I have a data_frame
with POSIXct
date-times. I would now like to create a variable that cuts these date-times into timebands: 1 -- [00:00:00, 08:00:00), 2 -- [08:00:00, 17:00:00), 3 -- [17:00:00, 18:30:00), 4 -- [18:30:00, 00:00:00).
Here is some sample data:
df_times = data_frame(
datetime = seq.POSIXt(
from = as.POSIXct(strftime("2016-01-01 00:00:00", format = "%Y-%m-%d :%H:%M:%S")),
by = "min",
length.out = 100000
),
value = rnorm(100000)
)
Here is the expected output:
> df_times
# A tibble: 100,000 × 3
datetime value band
<dttm> <dbl> <dbl>
1 2016-01-01 00:00:00 0.5855288 1
2 2016-01-01 00:01:00 0.7094660 1
3 2016-01-01 00:02:00 -0.1093033 1
4 2016-01-01 00:03:00 -0.4534972 1
5 2016-01-01 00:04:00 0.6058875 1
6 2016-01-01 00:05:00 -1.8179560 1
7 2016-01-01 00:06:00 0.6300986 1
8 2016-01-01 00:07:00 -0.2761841 1
9 2016-01-01 00:08:00 -0.2841597 1
10 2016-01-01 00:09:00 -0.9193220 1
# ... with 99,990 more rows
I have tried cut.POSIXt
but that insists on keeping track of dates.

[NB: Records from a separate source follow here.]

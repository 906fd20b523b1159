use std::collections::VecDeque;

use log::warn;

use crate::board::Board;
use crate::card::CardId;
use crate::types::{GamePhase, Pile, Pos};

pub const DEFAULT_MAX_STEPS: usize = 100;

/// Complete pre-move state of one card. A snapshot is everything needed
/// to put the card back exactly where it was; covered flag and layer are
/// not recoverable from pile membership alone, so both are captured.
#[derive(Debug, Clone, Copy, PartialEq)]
pub struct CardSnapshot {
    pub id: CardId,
    pub position: Pos,
    pub covered: bool,
    pub pile: Pile,
    pub z_order: i32,
}

impl CardSnapshot {
    pub fn capture(board: &Board, id: CardId) -> Option<Self> {
        let card = board.card(id)?;
        Some(Self {
            id,
            position: card.position,
            covered: card.covered,
            pile: card.pile(),
            z_order: card.z_order,
        })
    }

    fn apply(&self, board: &mut Board) {
        if let Some(card) = board.card_mut(self.id) {
            card.position = self.position;
            card.covered = self.covered;
            card.z_order = self.z_order;
            card.set_pile(self.pile);
        }
    }
}

#[derive(Debug, Clone, Copy, PartialEq, Eq)]
pub enum StepKind {
    TableauMatch,
    DrawTop,
}

/// One reversible forward move: `a` is the card that moved, `b` the
/// discard top it landed on. Both snapshots are taken before any
/// mutation.
#[derive(Debug, Clone, Copy, PartialEq)]
pub struct UndoStep {
    pub kind: StepKind,
    pub a: CardSnapshot,
    pub b: CardSnapshot,
}

/// What an applied undo touched; the session turns this into an event.
#[derive(Debug, Clone, Copy, PartialEq)]
pub struct UndoReport {
    pub kind: StepKind,
    pub affected: [CardId; 2],
}

/// Bounded LIFO log of reversible steps. Pushing past the cap evicts the
/// oldest step, so the newest `max_steps` moves stay undoable.
#[derive(Debug)]
pub struct UndoLog {
    steps: VecDeque<UndoStep>,
    max_steps: usize,
}

impl Default for UndoLog {
    fn default() -> Self {
        Self::new(DEFAULT_MAX_STEPS)
    }
}

impl UndoLog {
    pub fn new(max_steps: usize) -> Self {
        Self {
            steps: VecDeque::with_capacity(max_steps.min(DEFAULT_MAX_STEPS)),
            max_steps,
        }
    }

    pub fn push(&mut self, step: UndoStep) {
        self.steps.push_back(step);
        while self.steps.len() > self.max_steps {
            self.steps.pop_front();
        }
    }

    #[inline]
    pub fn pop(&mut self) -> Option<UndoStep> {
        self.steps.pop_back()
    }

    #[inline]
    pub fn can_undo(&self) -> bool {
        !self.steps.is_empty()
    }

    #[inline]
    pub fn len(&self) -> usize {
        self.steps.len()
    }

    #[inline]
    pub fn is_empty(&self) -> bool {
        self.steps.is_empty()
    }

    #[inline]
    pub fn max_steps(&self) -> usize {
        self.max_steps
    }

    pub fn clear(&mut self) {
        self.steps.clear();
    }

    /// Change the cap, trimming oldest steps immediately if needed.
    pub fn set_max_steps(&mut self, max_steps: usize) {
        self.max_steps = max_steps;
        while self.steps.len() > self.max_steps {
            self.steps.pop_front();
        }
    }

    /// Snapshot both cards of a tableau match before the move mutates
    /// anything. Missing cards skip the record with a warning.
    pub fn record_tableau_match(&mut self, board: &Board, moved: CardId, top: CardId) {
        let (Some(a), Some(b)) = (
            CardSnapshot::capture(board, moved),
            CardSnapshot::capture(board, top),
        ) else {
            warn!("undo record skipped: missing card ({moved} or {top})");
            return;
        };
        self.push(UndoStep {
            kind: StepKind::TableauMatch,
            a,
            b,
        });
    }

    /// Snapshot a stack draw: the drawn card and the discard top it is
    /// about to replace.
    pub fn record_stack_draw(&mut self, board: &Board, drawn: CardId, previous_top: CardId) {
        let (Some(a), Some(b)) = (
            CardSnapshot::capture(board, drawn),
            CardSnapshot::capture(board, previous_top),
        ) else {
            warn!("undo record skipped: missing card ({drawn} or {previous_top})");
            return;
        };
        self.push(UndoStep {
            kind: StepKind::DrawTop,
            a,
            b,
        });
    }

    /// Pop the most recent step and invert it against `board`. Returns
    /// what was undone, or `None` when the log is empty.
    pub fn undo_against(&mut self, board: &mut Board) -> Option<UndoReport> {
        let step = self.pop()?;
        match step.kind {
            StepKind::TableauMatch => revert_tableau_match(board, &step),
            StepKind::DrawTop => revert_stack_draw(board, &step),
        }
        Some(UndoReport {
            kind: step.kind,
            affected: [step.a.id, step.b.id],
        })
    }
}

fn revert_tableau_match(board: &mut Board, step: &UndoStep) {
    pop_expected_top(board, step.a.id);
    board.restore_to_tableau(step.a.id);
    step.a.apply(board);

    board.set_discard_top(step.b.id);
    step.b.apply(board);

    board.decrement_move_count();
    if board.phase() == GamePhase::Victory && !board.check_win() {
        board.set_phase(GamePhase::Playing);
    }
}

fn revert_stack_draw(board: &mut Board, step: &UndoStep) {
    pop_expected_top(board, step.a.id);
    board.push_to_stack(step.a.id);
    step.a.apply(board);

    board.set_discard_top(step.b.id);
    step.b.apply(board);
}

/// The step's moved card must be the current discard top; anything else
/// means the log and the board disagree, so the pile is left untouched
/// and the restore continues on the card itself.
fn pop_expected_top(board: &mut Board, expected: CardId) {
    match board.discard_top() {
        Some(top) if top.id() == expected => {
            board.pop_discard();
        }
        Some(top) => {
            let found = top.id();
            warn!("undo expected discard top {expected}, found {found}; pile left as is");
        }
        None => {
            warn!("undo expected discard top {expected}, discard is empty");
        }
    }
}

An ideal solution will use dplyr::recode
or forcats::
.
Here is the solution I think directly translates the intent of the question into code:
set.seed(12345)
# create a dataset
df_times = data_frame(
datetime = seq.POSIXt(
from = as.POSIXct("2016-01-01 00:00:00", format = "%Y-%m-%d %H:%M:%S"),
by = "min",
length.out = 100000
),
value = rnorm(100000)
) %>%
mutate(
time = times(format(datetime, "%H:%M:%S")),
cut(
time,
breaks = times(c(
"00:00:00",
"08:00:00",
"17:00:00",
"18:30:00",
"23:59:59"
)),
labels = c(
"1",
"2",
"3",
"4"
),
include.lowest = TRUE,
right = FALSE
)
)